Respiró hondo para que se le pasara aquel enfado que el otro aguantaba con más paciencia que un santo.

– ¿Quién lo ha encontrado?

– Dos basureros en el aprisco, en el interior de un coche.

– Voy enseguida. Entretanto, llama a Montelusa, que vengan los de la Policía Científica, y avisa al juez Lo Bianco.

Mientras se duchaba, llegó a la conclusión de que el muerto tenía necesariamente que pertenecer a la cosca, la familia mafiosa, de los Cuffaro de Vigàta. Ocho meses atrás, probablemente como consecuencia de repartos territoriales, había estallado una encarnizada guerra entre los Cuffaro y los Sinagra de Fela; un muerto al mes, de manera alterna y sistemática: uno en Vigàta y otro en Fela.
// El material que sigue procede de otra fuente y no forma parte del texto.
//! Serial number resolution.

use super::{
    bounded,
    usb::{UsbDevice, UsbDeviceHandle},
    SerialPolicy, UNKNOWN_SERIAL,
};

/// Determines the serial number of a classified device.
///
/// `handle` is used if the device is already open. Otherwise the device is
/// opened here and closed again before returning. Every failure results in
/// [`UNKNOWN_SERIAL`], this never fails.
pub fn resolve<D: UsbDevice>(
    device: &D,
    handle: Option<&D::Handle>,
    serial_index: Option<u8>,
    policy: SerialPolicy,
) -> String {
    if policy == SerialPolicy::Placeholder {
        return UNKNOWN_SERIAL.to_owned();
    }

    let Some(index) = serial_index else {
        tracing::debug!("{} has no serial number descriptor", device.location());
        return UNKNOWN_SERIAL.to_owned();
    };

    match handle {
        Some(handle) => read_serial(device, handle, index),
        None => match device.open_handle() {
            Ok(handle) => read_serial(device, &handle, index),
            Err(e) => {
                tracing::debug!(
                    "failed to open {} to read its serial number: {}",
                    device.location(),
                    e
                );
                UNKNOWN_SERIAL.to_owned()
            }
        },
    }
}

fn read_serial<D: UsbDevice>(device: &D, handle: &D::Handle, index: u8) -> String {
    match handle.read_ascii_string(index) {
        Ok(serial) if !serial.is_empty() => bounded(serial),
        Ok(_) => {
            tracing::debug!("{} reports an empty serial number", device.location());
            UNKNOWN_SERIAL.to_owned()
        }
        Err(e) => {
            tracing::debug!(
                "failed to read serial number of {} (string {}): {}",
                device.location(),
                index,
                e
            );
            UNKNOWN_SERIAL.to_owned()
        }
    }
}

#[cfg(test)]
mod test {
    use super::*;
    use crate::probe::{fake_usb::FakeDevice, MAX_DESCRIPTOR_LEN};

    #[test]
    fn placeholder_policy_does_not_touch_the_device() {
        let device = FakeDevice::new(0x0483, 0x3748).with_serial("066DFF123456");

        let serial = resolve(&device, None, device.serial_index(), SerialPolicy::Placeholder);

        assert_eq!(serial, UNKNOWN_SERIAL);
        assert_eq!(device.ledger().opened(), 0);
        assert!(device.string_reads().is_empty());
    }

    #[test]
    fn reads_serial_and_closes_handle() {
        let device = FakeDevice::new(0x1d50, 0x6018).with_serial("7BB180B4");

        let serial = resolve(
            &device,
            None,
            device.serial_index(),
            SerialPolicy::ReadFromDevice,
        );

        assert_eq!(serial, "7BB180B4");
        assert_eq!(device.ledger().opened(), 1);
        assert_eq!(device.ledger().closed(), 1);
    }

    #[test]
    fn open_failure_gives_placeholder() {
        let device = FakeDevice::new(0x1d50, 0x6018)
            .with_serial("7BB180B4")
            .with_open_error(rusb::Error::Access);

        let serial = resolve(
            &device,
            None,
            device.serial_index(),
            SerialPolicy::ReadFromDevice,
        );

        assert_eq!(serial, UNKNOWN_SERIAL);
        assert_eq!(device.ledger().opened(), 0);
        assert_eq!(device.ledger().closed(), 0);
    }

    #[test]
    fn read_error_gives_placeholder() {
        let device = FakeDevice::new(0x1d50, 0x6018).with_broken_serial(rusb::Error::Pipe);

        let serial = resolve(
            &device,
            None,
            device.serial_index(),
            SerialPolicy::ReadFromDevice,
        );

        assert_eq!(serial, UNKNOWN_SERIAL);
        assert_eq!(device.ledger().closed(), 1);
    }

    #[test]
    fn empty_serial_gives_placeholder() {
        let device = FakeDevice::new(0x1d50, 0x6018).with_serial("");

        let serial = resolve(
            &device,
            None,
            device.serial_index(),
            SerialPolicy::ReadFromDevice,
        );

        assert_eq!(serial, UNKNOWN_SERIAL);
    }

    #[test]
    fn missing_serial_index_gives_placeholder_without_opening() {
        let device = FakeDevice::new(0x1d50, 0x6018);

        let serial = resolve(&device, None, None, SerialPolicy::ReadFromDevice);

        assert_eq!(serial, UNKNOWN_SERIAL);
        assert_eq!(device.ledger().opened(), 0);
    }

    #[test]
    fn existing_handle_is_reused() {
        let device = FakeDevice::new(0xc251, 0xf002).with_serial("0240000034544e45");
        let handle = device.open_handle().unwrap();

        let serial = resolve(
            &device,
            Some(&handle),
            device.serial_index(),
            SerialPolicy::ReadFromDevice,
        );

        assert_eq!(serial, "0240000034544e45");
        assert_eq!(device.ledger().opened(), 1);
        assert_eq!(device.ledger().closed(), 0);

        drop(handle);
        assert_eq!(device.ledger().closed(), 1);
    }

    #[test]
    fn long_serial_is_truncated() {
        let device = FakeDevice::new(0x1d50, 0x6018).with_serial(&"S".repeat(200));

        let serial = resolve(
            &device,
            None,
            device.serial_index(),
            SerialPolicy::ReadFromDevice,
        );

        assert_eq!(serial.len(), MAX_DESCRIPTOR_LEN);
    }
}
El último de ellos, un tal Mario Salino, había sido tiroteado en Fela por los vigateses, por lo que estaba claro que, esta vez, le había tocado a uno de los Cuffaro.

Antes de salir de casa -vivía solo en un pequeño chalet en la playa, al otro lado del aprisco-, sintió el deseo de llamar a Livia a Génova. Ella contestó de inmediato, medio adormilada.

– Perdona, quería oír tu voz.

– Estaba soñando contigo -le dijo ella-. Estabas conmigo.

Montalbano iba a decirle que él también había soñado con ella, pero se lo impidió un absurdo pudor. En su lugar, preguntó:

– ¿Qué hacíamos?

– Lo que no hacemos desde hace demasiado tiempo -contestó ella.

En la comisaría, aparte del sargento, encontró sólo a tres agentes. Los demás estaban con el propietario de una tienda de ropa que le había pegado un tiro a su hermana a causa de una herencia y después se había largado. Abrió la puerta de la sala de seguridad. Los dos basureros estaban sentados en el banco muy pegados el uno al otro y con el semblante pálido a pesar del sofocante calor.